When Valve ships its own prototype version of a Steam Machine later this year to 300 beta users, those folks are getting relatively tiny and powerful gaming consoles. At very least, it'll have an NVIDIA GTX 660 (all the way through Titan), and anywhere from an Intel i3 CPU to an i7-4770. All prototypes come with 3GB of DDR5 RAM and a 1TB/8GB Hybrid SSHD for storage. A 450w battery powers the 12 x 12.4 x 2.9in. boxes, which is internal (no external power supply! alright!).

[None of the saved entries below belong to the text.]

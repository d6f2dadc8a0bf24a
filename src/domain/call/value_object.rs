//! Call value objects

use serde::{Deserialize, Serialize};
use std::fmt;

/// Call status
#[derive(Debug, Clone, Copy, PartialEq, Eq, Hash, Serialize, Deserialize)]
#[serde(rename_all = "lowercase")]
pub enum CallStatus {
    /// Callees are being rung
    Calling,
    /// One callee won the race and is connected
    Answered,
    /// Every callee declined
    Declined,
    /// Nobody answered before the ring deadline
    Missed,
    /// Explicitly ended by an actor
    Ended,
}

impl CallStatus {
    pub fn as_str(&self) -> &'static str {
        match self {
            CallStatus::Calling => "calling",
            CallStatus::Answered => "answered",
            CallStatus::Declined => "declined",
            CallStatus::Missed => "missed",
            CallStatus::Ended => "ended",
        }
    }

    pub fn from_str(s: &str) -> Option<Self> {
        match s {
            "calling" => Some(CallStatus::Calling),
            "answered" => Some(CallStatus::Answered),
            "declined" => Some(CallStatus::Declined),
            "missed" => Some(CallStatus::Missed),
            "ended" => Some(CallStatus::Ended),
            _ => None,
        }
    }

    /// Terminal states accept no further mutation
    pub fn is_terminal(&self) -> bool {
        matches!(
            self,
            CallStatus::Declined | CallStatus::Missed | CallStatus::Ended
        )
    }

    /// Check if state transition is valid
    pub fn can_transition_to(&self, next: CallStatus) -> bool {
        use CallStatus::*;

        matches!(
            (self, next),
            (Calling, Answered)
                | (Calling, Declined)
                | (Calling, Missed)
                | (Calling, Ended)
                | (Answered, Ended)
        )
    }

    /// States from which `next` may be reached; used as the guard of a
    /// conditional update
    pub fn predecessors_of(next: CallStatus) -> &'static [CallStatus] {
        match next {
            CallStatus::Calling => &[],
            CallStatus::Answered | CallStatus::Declined | CallStatus::Missed => {
                &[CallStatus::Calling]
            }
            CallStatus::Ended => &[CallStatus::Calling, CallStatus::Answered],
        }
    }
}

impl fmt::Display for CallStatus {
    fn fmt(&self, f: &mut fmt::Formatter<'_>) -> fmt::Result {
        f.write_str(self.as_str())
    }
}

/// Status of one participant within a call
#[derive(Debug, Clone, Copy, PartialEq, Eq, Hash, Serialize, Deserialize)]
#[serde(rename_all = "lowercase")]
pub enum ParticipantStatus {
    Notified,
    Invited,
    Ringing,
    Answered,
    Connected,
    Declined,
    Missed,
    Disconnected,
}

impl ParticipantStatus {
    /// Participants still eligible to answer
    pub const ELIGIBLE: [ParticipantStatus; 3] = [
        ParticipantStatus::Invited,
        ParticipantStatus::Notified,
        ParticipantStatus::Ringing,
    ];

    /// Participants dropped when a call ends
    pub const LIVE_ON_END: [ParticipantStatus; 2] =
        [ParticipantStatus::Connected, ParticipantStatus::Ringing];

    pub fn as_str(&self) -> &'static str {
        match self {
            ParticipantStatus::Notified => "notified",
            ParticipantStatus::Invited => "invited",
            ParticipantStatus::Ringing => "ringing",
            ParticipantStatus::Answered => "answered",
            ParticipantStatus::Connected => "connected",
            ParticipantStatus::Declined => "declined",
            ParticipantStatus::Missed => "missed",
            ParticipantStatus::Disconnected => "disconnected",
        }
    }

    pub fn from_str(s: &str) -> Option<Self> {
        match s {
            "notified" => Some(ParticipantStatus::Notified),
            "invited" => Some(ParticipantStatus::Invited),
            "ringing" => Some(ParticipantStatus::Ringing),
            "answered" => Some(ParticipantStatus::Answered),
            "connected" => Some(ParticipantStatus::Connected),
            "declined" => Some(ParticipantStatus::Declined),
            "missed" => Some(ParticipantStatus::Missed),
            "disconnected" => Some(ParticipantStatus::Disconnected),
            _ => None,
        }
    }

    pub fn is_eligible(&self) -> bool {
        Self::ELIGIBLE.contains(self)
    }

    /// Holds the floor of the call (at most one callee per call)
    pub fn holds_floor(&self) -> bool {
        matches!(self, ParticipantStatus::Answered | ParticipantStatus::Connected)
    }
}

impl fmt::Display for ParticipantStatus {
    fn fmt(&self, f: &mut fmt::Formatter<'_>) -> fmt::Result {
        f.write_str(self.as_str())
    }
}

#[cfg(test)]
mod tests {
    use super::*;

    #[test]
    fn test_valid_state_transitions() {
        let calling = CallStatus::Calling;
        assert!(calling.can_transition_to(CallStatus::Answered));
        assert!(calling.can_transition_to(CallStatus::Declined));
        assert!(calling.can_transition_to(CallStatus::Missed));
        assert!(calling.can_transition_to(CallStatus::Ended));
        assert!(CallStatus::Answered.can_transition_to(CallStatus::Ended));
        assert!(!CallStatus::Answered.can_transition_to(CallStatus::Missed));
    }

    #[test]
    fn test_terminal_states_are_final() {
        for terminal in [CallStatus::Declined, CallStatus::Missed, CallStatus::Ended] {
            assert!(terminal.is_terminal());
            for next in [
                CallStatus::Calling,
                CallStatus::Answered,
                CallStatus::Declined,
                CallStatus::Missed,
                CallStatus::Ended,
            ] {
                assert!(!terminal.can_transition_to(next));
            }
        }
        assert!(!CallStatus::Answered.is_terminal());
    }

    #[test]
    fn test_predecessors_match_transitions() {
        assert_eq!(
            CallStatus::predecessors_of(CallStatus::Ended),
            &[CallStatus::Calling, CallStatus::Answered]
        );
        assert_eq!(
            CallStatus::predecessors_of(CallStatus::Missed),
            &[CallStatus::Calling]
        );
        assert!(CallStatus::predecessors_of(CallStatus::Calling).is_empty());
    }

    #[test]
    fn test_status_conversion() {
        assert_eq!(CallStatus::from_str("missed"), Some(CallStatus::Missed));
        assert_eq!(CallStatus::from_str("connecting"), None);
        assert_eq!(
            ParticipantStatus::from_str("invited"),
            Some(ParticipantStatus::Invited)
        );
        assert!(ParticipantStatus::Ringing.is_eligible());
        assert!(!ParticipantStatus::Connected.is_eligible());
        assert!(ParticipantStatus::Connected.holds_floor());
    }
}
//! Shared handler state

use super::dto::ApiError;
use crate::application::{CallLifecycleManager, CredentialIssuer};
use crate::domain::access::{FixedWindowRateLimiter, IdentityProvider};
use crate::domain::call::CallRepository;
use crate::domain::DomainError;
use chrono::{DateTime, Utc};
use std::sync::Arc;

/// Application state
#[derive(Clone)]
pub struct AppState {
    pub calls: Arc<CallLifecycleManager>,
    pub credentials: Arc<CredentialIssuer>,
    /// Probed by `/api/status`
    pub call_store: Arc<dyn CallRepository>,
    pub identity: Arc<dyn IdentityProvider>,
    pub rate_limiter: Arc<FixedWindowRateLimiter>,
    pub push_enabled: bool,
    pub expose_errors: bool,
    pub started_at: DateTime<Utc>,
}

impl AppState {
    /// Wrap an error for the client, sanitized unless in development
    pub fn reject(&self, error: DomainError) -> ApiError {
        ApiError::new(error, self.expose_errors)
    }
}
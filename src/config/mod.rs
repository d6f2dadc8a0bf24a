//! Configuration management
//!
//! Layers, lowest precedence first: built-in defaults, an optional TOML file
//! (`intercom.toml` or the path in `INTERCOM_CONFIG`), then `INTERCOM__*`
//! environment variables with `__` between sections
//! (`INTERCOM__SERVER__PORT=3001`). `DATABASE_URL` overrides the database URL.

use crate::application::{CredentialSettings, FanoutSettings};
use crate::domain::access::RateLimitPolicy;
use crate::domain::credential::{CredentialRole, TtlPolicy, DEFAULT_TTL_SECONDS, STANDBY_TTL_SECONDS};
use crate::infrastructure::identity::HttpIdentityConfig;
use crate::infrastructure::push::{ExpoPushConfig, DEFAULT_EXPO_ENDPOINT};
use ::config::{ConfigError, Environment, File};
use serde::{Deserialize, Serialize};
use std::time::Duration;

const DEFAULT_CONFIG_FILE: &str = "intercom.toml";

#[derive(Debug, Clone, Default, Serialize, Deserialize)]
#[serde(default)]
pub struct Config {
    pub server: ServerConfig,
    pub database: DatabaseSettings,
    pub media: MediaSettings,
    pub fanout: FanoutConfig,
    pub push: PushSettings,
    pub identity: IdentitySettings,
    pub rate_limit: RateLimitSettings,
}

#[derive(Debug, Clone, Copy, PartialEq, Eq, Default, Serialize, Deserialize)]
#[serde(rename_all = "lowercase")]
pub enum RuntimeEnvironment {
    #[default]
    Development,
    Production,
}

#[derive(Debug, Clone, Serialize, Deserialize)]
#[serde(default)]
pub struct ServerConfig {
    pub host: String,
    pub port: u16,
    /// Error details reach clients only in development
    pub environment: RuntimeEnvironment,
}

impl Default for ServerConfig {
    fn default() -> Self {
        Self {
            host: "0.0.0.0".to_string(),
            port: 3001,
            environment: RuntimeEnvironment::Development,
        }
    }
}

#[derive(Debug, Clone, Serialize, Deserialize)]
#[serde(default)]
pub struct DatabaseSettings {
    pub url: String,
    pub max_connections: u32,
    pub min_connections: u32,
    pub connect_timeout_secs: u64,
    pub idle_timeout_secs: u64,
    pub max_lifetime_secs: u64,
}

impl Default for DatabaseSettings {
    fn default() -> Self {
        Self {
            url: "postgres://postgres@localhost/intercom".to_string(),
            max_connections: 10,
            min_connections: 2,
            connect_timeout_secs: 5,
            idle_timeout_secs: 600,
            max_lifetime_secs: 1800,
        }
    }
}

#[derive(Debug, Clone, Serialize, Deserialize)]
#[serde(default)]
pub struct MediaSettings {
    pub app_id: String,
    /// Signing secret; empty disables credential issuance
    pub app_certificate: String,
    pub default_ttl_seconds: i64,
    pub standby_ttl_seconds: i64,
}

impl Default for MediaSettings {
    fn default() -> Self {
        Self {
            app_id: String::new(),
            app_certificate: String::new(),
            default_ttl_seconds: DEFAULT_TTL_SECONDS as i64,
            standby_ttl_seconds: STANDBY_TTL_SECONDS as i64,
        }
    }
}

impl MediaSettings {
    pub fn is_configured(&self) -> bool {
        !self.app_id.trim().is_empty() && !self.app_certificate.is_empty()
    }
}

#[derive(Debug, Clone, Serialize, Deserialize)]
#[serde(default)]
pub struct FanoutConfig {
    /// Push transport on/off; ring deadlines run either way
    pub enabled: bool,
    pub tick_interval_ms: u64,
    pub ring_timeout_secs: u64,
    pub push_timeout_ms: u64,
}

impl Default for FanoutConfig {
    fn default() -> Self {
        Self {
            enabled: true,
            tick_interval_ms: 2000,
            ring_timeout_secs: 45,
            push_timeout_ms: 5000,
        }
    }
}

#[derive(Debug, Clone, Serialize, Deserialize)]
#[serde(default)]
pub struct PushSettings {
    pub endpoint: String,
    pub access_token: Option<String>,
}

impl Default for PushSettings {
    fn default() -> Self {
        Self {
            endpoint: DEFAULT_EXPO_ENDPOINT.to_string(),
            access_token: None,
        }
    }
}

#[derive(Debug, Clone, Serialize, Deserialize)]
#[serde(default)]
pub struct IdentitySettings {
    pub base_url: String,
    pub api_key: String,
    pub timeout_ms: u64,
}

impl Default for IdentitySettings {
    fn default() -> Self {
        Self {
            base_url: "http://localhost:54321".to_string(),
            api_key: String::new(),
            timeout_ms: 5000,
        }
    }
}

#[derive(Debug, Clone, Serialize, Deserialize)]
#[serde(default)]
pub struct RateLimitSettings {
    pub max_requests: u32,
    pub window_secs: u64,
    pub sweep_interval_secs: u64,
}

impl Default for RateLimitSettings {
    fn default() -> Self {
        Self {
            max_requests: 60,
            window_secs: 60,
            sweep_interval_secs: 60,
        }
    }
}

/// Non-positive lifetimes fall back to the built-in value
fn ttl_policy(configured: i64, fallback: u64) -> TtlPolicy {
    if configured > 0 {
        TtlPolicy::new(configured as u64)
    } else {
        TtlPolicy::new(fallback)
    }
}

impl Config {
    /// Load all layers
    pub fn load() -> Result<Self, ConfigError> {
        let file = std::env::var("INTERCOM_CONFIG").unwrap_or_else(|_| DEFAULT_CONFIG_FILE.to_string());

        let mut config: Config = ::config::Config::builder()
            .add_source(::config::Config::try_from(&Config::default())?)
            .add_source(File::with_name(&file).required(false))
            .add_source(
                Environment::with_prefix("INTERCOM")
                    .prefix_separator("__")
                    .separator("__")
                    .try_parsing(true),
            )
            .build()?
            .try_deserialize()?;

        if let Ok(url) = std::env::var("DATABASE_URL") {
            config.database.url = url;
        }
        Ok(config)
    }

    pub fn is_development(&self) -> bool {
        self.server.environment == RuntimeEnvironment::Development
    }

    pub fn bind_address(&self) -> String {
        format!("{}:{}", self.server.host, self.server.port)
    }

    pub fn fanout_settings(&self) -> FanoutSettings {
        FanoutSettings {
            tick_interval: Duration::from_millis(self.fanout.tick_interval_ms.max(100)),
            ring_timeout: Duration::from_secs(self.fanout.ring_timeout_secs.max(1)),
            push_timeout: Duration::from_millis(self.fanout.push_timeout_ms.max(100)),
        }
    }

    pub fn credential_settings(&self) -> CredentialSettings {
        CredentialSettings {
            ttl: ttl_policy(self.media.default_ttl_seconds, DEFAULT_TTL_SECONDS),
            standby_ttl: ttl_policy(self.media.standby_ttl_seconds, STANDBY_TTL_SECONDS),
            default_role: CredentialRole::Publisher,
        }
    }

    pub fn rate_limit_policy(&self) -> RateLimitPolicy {
        RateLimitPolicy {
            max_requests: self.rate_limit.max_requests.max(1),
            window: Duration::from_secs(self.rate_limit.window_secs.max(1)),
        }
    }

    pub fn sweep_interval(&self) -> Duration {
        Duration::from_secs(self.rate_limit.sweep_interval_secs.max(1))
    }

    pub fn push_config(&self) -> ExpoPushConfig {
        ExpoPushConfig {
            endpoint: self.push.endpoint.clone(),
            access_token: self
                .push
                .access_token
                .clone()
                .filter(|token| !token.trim().is_empty()),
            enabled: self.fanout.enabled,
            timeout: Duration::from_millis(self.fanout.push_timeout_ms.max(100)),
        }
    }

    pub fn identity_config(&self) -> HttpIdentityConfig {
        HttpIdentityConfig {
            base_url: self.identity.base_url.clone(),
            api_key: self.identity.api_key.clone(),
            timeout: Duration::from_millis(self.identity.timeout_ms.max(100)),
        }
    }
}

Valve says it isn't ready to show off the box just yet, but offers more details than the prototype's initial announcement: the prototype is built entirely from "off-the-shelf PC parts," and is "fully upgradeable." In fact, aside from the prototype's custom housing, Valve says, "anyone can go and build exactly the same machine." The company even plans on sharing the CAD files for the housing, should you wish to directly replicate Valve's efforts. The forum post also says we'll see the box soon, before the beta units head out to 300 lucky folks. Head below for the full range of specs.
Of course, the worry here is pricing. We still don't know how much any of this will cost, and it certainly smells like it won't be cheap. For example, Xi3's modestly powerful Piston gaming PC carries a $1,000 price tag. On the low end, just Valve's prototype's NVIDIA GPU costs around $200 (with the high-end Titan coming in around $1,000), which is to say nothing of the custom work required to fit said NVIDIA GPUs and Intel CPUs and everything inside a custom 12 x 12.4 x 2.9in. enclosure. If nothing else, beta users are getting a relatively pricey piece of tech for free -- an endeavor that no doubt engenders a lot of love from Valve's loyal community. What we'll see available for sale some time next year, however, may look a lot different than what we're seeing in this prototype.